Identification of annotation artifacts concerning the chalcone synthase (CHS)

Bartas, Martin; Volna, Adriana; Cerven, Jiri; Pucker, Boas

doi:10.1186/s13104-023-06386-z

Research Note
Open access
Published: 20 June 2023

Identification of annotation artifacts concerning the chalcone synthase (CHS)

BMC Research Notes volume 16, Article number: 109 (2023) Cite this article

1233 Accesses
9 Altmetric
Metrics details

Abstract

Objective

Chalcone synthase (CHS) catalyzes the initial step of the flavonoid biosynthesis. The CHS encoding gene is well studied in numerous plant species. Rapidly growing sequence databases contain hundreds of CHS entries that are the result of automatic annotation. In this study, we evaluated apparent multiplication of CHS domains in CHS gene models of four plant species.

Main findings

CHS genes with an apparent triplication of the CHS domain encoding part were discovered through database searches. Such genes were found in Macadamia integrifolia, Musa balbisiana, Musa troglodytarum, and Nymphaea colorata. A manual inspection of the CHS gene models in these four species with massive RNA-seq data suggests that these gene models are the result of artificial fusions in the annotation process. While there are hundreds of seemingly correct CHS records in the databases, it is not clear why these annotation artifacts appeared.

Peer Review reports

Introduction

Flavonoids are one of the most important groups of specialized plant metabolites. Their enormous chemical diversity results in a plethora of biological functions [1]. Most noticeable are the anthocyanins which can provide blue to red coloration to flowers. Flavonoids are distributed across the whole plant kingdom. Given the visual phenotype of several flavonoids, this pathway was established as a model system for plant metabolism and transcriptional regulation [2, 3]. Today, the flavonoid biosynthesis and its regulation are among the best studied processes in plants. Numerous studies are published every year which investigate the flavonoid biosynthesis and the corresponding regulators in different plant species.

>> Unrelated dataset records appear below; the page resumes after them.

/*!
# runtimes

Runtime status reporting for task-orchestration engines. Attach it to an
engine and every task lifecycle event becomes one human-readable line on a
stream: a line when a task starts, another when it finishes (with elapsed
time) or errors.

The engine stays in charge of scheduling and running tasks; this crate only
listens. Attachment is idempotent per engine instance. Output goes to STDERR
by default so task output on STDOUT can still be piped into a file cleanly.
Colors can be switched off, and each rendered field (name, clock time,
duration) can be replaced with a caller-supplied formatter.

```
use runtimes::{attach, Engine, Options, Reporter, Run, StringSink, Task};
use std::sync::Arc;
use std::time::SystemTime;

struct Pipeline {
    reporters: Vec<Arc<dyn Reporter>>,
    reporter_attached: bool,
}

impl Engine for Pipeline {
    fn add_reporter(&mut self, reporter: Arc<dyn Reporter>) {
        self.reporters.push(reporter);
    }
    fn reporter_attached(&self) -> bool {
        self.reporter_attached
    }
    fn mark_reporter_attached(&mut self) {
        self.reporter_attached = true;
    }
}

let output = StringSink::new();
let mut pipeline = Pipeline { reporters: vec![], reporter_attached: false };
attach(
    &mut pipeline,
    &Options::new().colors(false).stream(output.clone().into()),
);

let task = Task::new("assets");
let mut run = Run::started(SystemTime::now());
for reporter in &pipeline.reporters {
    reporter.task_starting(&task, &run).unwrap();
}
run.finish(SystemTime::now());
for reporter in &pipeline.reporters {
    reporter.task_finished(&task, &run).unwrap();
}
assert!(output.to_string().contains("starting assets"));
```
*/
#![allow(clippy::new_without_default)]

pub mod engine;
pub mod options;
pub mod render;
pub mod reporter;
pub mod writer;

pub use engine::{Engine, Run, Task};
pub use options::{Options, ResolvedOptions};
pub use render::{DurationFormat, NameFormat, TimeFormat};
pub use reporter::{Reporter, RuntimeReporter};
pub use writer::{Sink, StringSink, Writer};

use std::sync::Arc;

/// Builds an installer for one options record. The installer can be applied
/// to any number of engine instances; each instance is attached at most once.
pub fn runtimes(options: Options) -> impl Fn(&mut dyn Engine) {
    move |engine| attach(engine, &options)
}

/// Attaches the reporter to an engine instance. A second call on the same
/// instance is a silent no-op: the flag is checked before anything else, so
/// nothing gets re-resolved or re-registered.
pub fn attach(engine: &mut dyn Engine, options: &Options) {
    if engine.reporter_attached() {
        return;
    }
    engine.mark_reporter_attached();
    let resolved = options::resolve(options, engine.runtimes_options());
    engine.add_reporter(Arc::new(RuntimeReporter::new(resolved)));
}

One of the best studied enzymes in the flavonoid biosynthesis pathway is the chalcone synthase (CHS). This enzyme catalyzes the first committed step of the flavonoid biosynthesis, particularly the reaction leading to the formation of the naringenin chalcone from one p-coumaroyl-CoA and three malonyl-CoA [4]. CHS belongs to the type III polyketide synthases, a larger protein family that also harbors several closely related enzymes like the stilbene synthase (STS) [5]. CHS and STS differ by only two functionally important residues which are Q166 and Q167 in the Arabidopsis thaliana CHS sequence [6]. The gene structure of CHS comprises usually two coding exons [7].

Numerous plant genomes are sequenced every year [8] and the rapid development of long read sequencing technologies enables the generation of high quality genome sequences [9]. Since an automatic annotation of all genes in the flavonoid biosynthesis and many regulators is possible [10, 11], it is feasible to perform large scale analyses of gene families acting in this pathway. Analyses at this scale are inherently prone to errors concerning individual species and sequences that require human intervention at the final interpretation step. A systematic analysis of domains in the chalcone synthase revealed an apparent triplication in several species.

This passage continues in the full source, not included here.